[Records from a dataset]
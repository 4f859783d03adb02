//! Config Entries Manager
//!
//! Keeps the host's config entries in memory, indexed by domain and by
//! `(domain, unique_id)`, and drives their setup/unload lifecycle.

use std::collections::HashSet;
use std::sync::Arc;

use chrono::Utc;
use dashmap::DashMap;
use thiserror::Error;
use tokio::sync::Mutex;
use tracing::{debug, info, warn};

use crate::entry::{ConfigEntry, ConfigEntryState, ConfigEntryUpdate};
use crate::state_machine::InvalidTransition;

/// Config entries errors
#[derive(Debug, Error)]
pub enum ConfigEntriesError {
    #[error("Entry not found: {0}")]
    NotFound(String),

    #[error("Entry already exists for domain {domain} with unique_id {unique_id}")]
    AlreadyExists { domain: String, unique_id: String },

    #[error("Cannot unload entry in state {0:?}")]
    CannotUnload(ConfigEntryState),

    #[error("Setup failed: {0}")]
    SetupFailed(String),

    #[error(transparent)]
    InvalidTransition(#[from] InvalidTransition),
}

pub type ConfigEntriesResult<T> = Result<T, ConfigEntriesError>;

/// Setup handler function type
pub type SetupHandler = Arc<dyn Fn(&ConfigEntry) -> Result<(), String> + Send + Sync + 'static>;

/// Config Entries Manager
pub struct ConfigEntries {
    /// Primary index: entry_id -> ConfigEntry
    entries: DashMap<String, ConfigEntry>,

    /// Index: domain -> set of entry_ids
    by_domain: DashMap<String, HashSet<String>>,

    /// Index: (domain, unique_id) -> entry_id
    by_unique_id: DashMap<(String, String), String>,

    /// Serializes setup/unload
    setup_lock: Mutex<()>,

    /// Setup handlers by domain
    setup_handlers: DashMap<String, SetupHandler>,
}

impl ConfigEntries {
    pub fn new() -> Self {
        Self {
            entries: DashMap::new(),
            by_domain: DashMap::new(),
            by_unique_id: DashMap::new(),
            setup_lock: Mutex::new(()),
            setup_handlers: DashMap::new(),
        }
    }

    /// Index an entry whose unique id, if any, is already claimed
    fn index_entry(&self, entry: &ConfigEntry) {
        let entry_id = entry.entry_id.clone();

        self.entries.insert(entry_id.clone(), entry.clone());

        self.by_domain
            .entry(entry.domain.clone())
            .or_default()
            .insert(entry_id);
    }

    fn unindex_entry(&self, entry: &ConfigEntry) {
        if let Some(mut ids) = self.by_domain.get_mut(&entry.domain) {
            ids.remove(&entry.entry_id);
        }

        if let Some(ref unique_id) = entry.unique_id {
            self.by_unique_id
                .remove(&(entry.domain.clone(), unique_id.clone()));
        }

        self.entries.remove(&entry.entry_id);
    }

    /// Get an entry by ID
    pub fn get(&self, entry_id: &str) -> Option<ConfigEntry> {
        self.entries.get(entry_id).map(|r| r.value().clone())
    }

    /// Get all entries for a domain
    pub fn get_by_domain(&self, domain: &str) -> Vec<ConfigEntry> {
        self.by_domain
            .get(domain)
            .map(|ids| ids.iter().filter_map(|id| self.get(id)).collect())
            .unwrap_or_default()
    }

    /// Get entry by unique_id
    pub fn get_by_unique_id(&self, domain: &str, unique_id: &str) -> Option<ConfigEntry> {
        self.by_unique_id
            .get(&(domain.to_string(), unique_id.to_string()))
            .and_then(|entry_id| self.get(&entry_id))
    }

    /// Add a new config entry
    pub fn add(&self, entry: ConfigEntry) -> ConfigEntriesResult<ConfigEntry> {
        // Claim the unique id under the shard lock so concurrent adds
        // cannot both pass the check.
        if let Some(ref unique_id) = entry.unique_id {
            match self
                .by_unique_id
                .entry((entry.domain.clone(), unique_id.clone()))
            {
                dashmap::mapref::entry::Entry::Occupied(_) => {
                    return Err(ConfigEntriesError::AlreadyExists {
                        domain: entry.domain.clone(),
                        unique_id: unique_id.clone(),
                    });
                }
                dashmap::mapref::entry::Entry::Vacant(slot) => {
                    slot.insert(entry.entry_id.clone());
                }
            }
        }

        self.index_entry(&entry);

        info!(
            "Added config entry: {} ({}) [{}]",
            entry.title, entry.domain, entry.entry_id
        );

        Ok(entry)
    }

    /// Update an existing entry. Options are replaced wholesale.
    pub fn update(
        &self,
        entry_id: &str,
        update: ConfigEntryUpdate,
    ) -> ConfigEntriesResult<ConfigEntry> {
        let mut entry = self
            .entries
            .get_mut(entry_id)
            .ok_or_else(|| ConfigEntriesError::NotFound(entry_id.to_string()))?;

        if let Some(title) = update.title {
            entry.title = title;
        }
        if let Some(data) = update.data {
            entry.data = data;
        }
        if let Some(options) = update.options {
            entry.options = options;
        }
        entry.modified_at = Utc::now();

        debug!("Updated config entry: {}", entry_id);
        Ok(entry.clone())
    }

    /// Remove an entry
    pub fn remove(&self, entry_id: &str) -> ConfigEntriesResult<ConfigEntry> {
        let entry = self
            .get(entry_id)
            .ok_or_else(|| ConfigEntriesError::NotFound(entry_id.to_string()))?;

        self.unindex_entry(&entry);

        info!(
            "Removed config entry: {} ({}) [{}]",
            entry.title, entry.domain, entry_id
        );

        Ok(entry)
    }

    fn transition(
        &self,
        entry_id: &str,
        state: ConfigEntryState,
        reason: Option<String>,
    ) -> ConfigEntriesResult<()> {
        let mut entry = self
            .entries
            .get_mut(entry_id)
            .ok_or_else(|| ConfigEntriesError::NotFound(entry_id.to_string()))?;

        entry.try_set_state(state, reason)?;
        debug!("Entry {} state changed to {:?}", entry_id, state);
        Ok(())
    }

    /// Register a setup handler for a domain
    pub fn register_setup_handler(&self, domain: &str, handler: SetupHandler) {
        self.setup_handlers.insert(domain.to_string(), handler);
        debug!("Registered setup handler for domain: {}", domain);
    }

    /// Set up an entry by calling its domain's setup handler.
    ///
    /// Domains without a handler are marked loaded.
    pub async fn setup(&self, entry_id: &str) -> ConfigEntriesResult<()> {
        let _lock = self.setup_lock.lock().await;

        let entry = self
            .get(entry_id)
            .ok_or_else(|| ConfigEntriesError::NotFound(entry_id.to_string()))?;

        self.transition(entry_id, ConfigEntryState::SetupInProgress, None)?;

        let handler = self
            .setup_handlers
            .get(&entry.domain)
            .map(|h| h.value().clone());

        match handler.map(|handler| handler(&entry)) {
            Some(Err(reason)) => {
                warn!("Setup failed for entry {}: {}", entry_id, reason);
                self.transition(
                    entry_id,
                    ConfigEntryState::SetupError,
                    Some(reason.clone()),
                )?;
                Err(ConfigEntriesError::SetupFailed(reason))
            }
            _ => {
                self.transition(entry_id, ConfigEntryState::Loaded, None)?;
                info!("Setup completed for entry: {} ({})", entry.title, entry_id);
                Ok(())
            }
        }
    }

    /// Unload an entry
    pub async fn unload(&self, entry_id: &str) -> ConfigEntriesResult<()> {
        let _lock = self.setup_lock.lock().await;

        let entry = self
            .get(entry_id)
            .ok_or_else(|| ConfigEntriesError::NotFound(entry_id.to_string()))?;

        if entry.state == ConfigEntryState::NotLoaded {
            return Ok(());
        }
        if !entry.state.is_recoverable() {
            return Err(ConfigEntriesError::CannotUnload(entry.state));
        }

        self.transition(entry_id, ConfigEntryState::UnloadInProgress, None)?;
        self.transition(entry_id, ConfigEntryState::NotLoaded, None)?;

        info!("Unloaded entry: {} ({})", entry.title, entry_id);
        Ok(())
    }

    /// Get count of entries
    pub fn len(&self) -> usize {
        self.entries.len()
    }

    /// Check if empty
    pub fn is_empty(&self) -> bool {
        self.entries.is_empty()
    }
}

impl Default for ConfigEntries {
    fn default() -> Self {
        Self::new()
    }
}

> _Task goal_
Lines above that have "type": copy each of them.

> _Exercise solution_
pub type ConfigEntriesResult<T> = Result<T, ConfigEntriesError>;
/// Setup handler function type
pub type SetupHandler = Arc<dyn Fn(&ConfigEntry) -> Result<(), String> + Send + Sync + 'static>;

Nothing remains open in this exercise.